[INFORMATION SUPPLIED]:
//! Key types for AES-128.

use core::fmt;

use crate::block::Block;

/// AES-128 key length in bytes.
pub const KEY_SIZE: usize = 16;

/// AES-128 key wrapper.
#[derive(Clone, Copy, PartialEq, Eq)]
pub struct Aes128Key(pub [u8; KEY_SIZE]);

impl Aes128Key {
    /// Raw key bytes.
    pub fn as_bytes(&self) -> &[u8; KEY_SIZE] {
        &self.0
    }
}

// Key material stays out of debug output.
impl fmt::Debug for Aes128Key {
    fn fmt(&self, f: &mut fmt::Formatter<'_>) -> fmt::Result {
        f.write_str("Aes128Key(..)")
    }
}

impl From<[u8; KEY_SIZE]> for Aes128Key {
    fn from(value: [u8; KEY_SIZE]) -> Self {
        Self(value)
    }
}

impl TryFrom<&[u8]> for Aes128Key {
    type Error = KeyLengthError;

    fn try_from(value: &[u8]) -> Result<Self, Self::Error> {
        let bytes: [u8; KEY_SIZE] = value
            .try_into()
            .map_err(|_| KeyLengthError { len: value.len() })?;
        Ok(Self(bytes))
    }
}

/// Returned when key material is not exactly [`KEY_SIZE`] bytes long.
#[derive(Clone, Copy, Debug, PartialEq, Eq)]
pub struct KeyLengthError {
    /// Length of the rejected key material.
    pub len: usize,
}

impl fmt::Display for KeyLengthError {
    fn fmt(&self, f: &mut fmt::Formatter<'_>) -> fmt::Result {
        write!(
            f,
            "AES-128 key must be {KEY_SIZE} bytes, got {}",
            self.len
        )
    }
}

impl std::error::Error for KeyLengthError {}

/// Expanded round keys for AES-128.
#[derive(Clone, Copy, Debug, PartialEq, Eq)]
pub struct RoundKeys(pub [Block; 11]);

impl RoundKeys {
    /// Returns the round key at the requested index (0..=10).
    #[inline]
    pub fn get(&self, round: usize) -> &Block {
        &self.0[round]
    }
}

[TASK TO CARRY OUT]: Only a number is expected here: the tally of lines above that contain "struct". Please write nothing more.

[ANSWER FOR THE TASK]: 3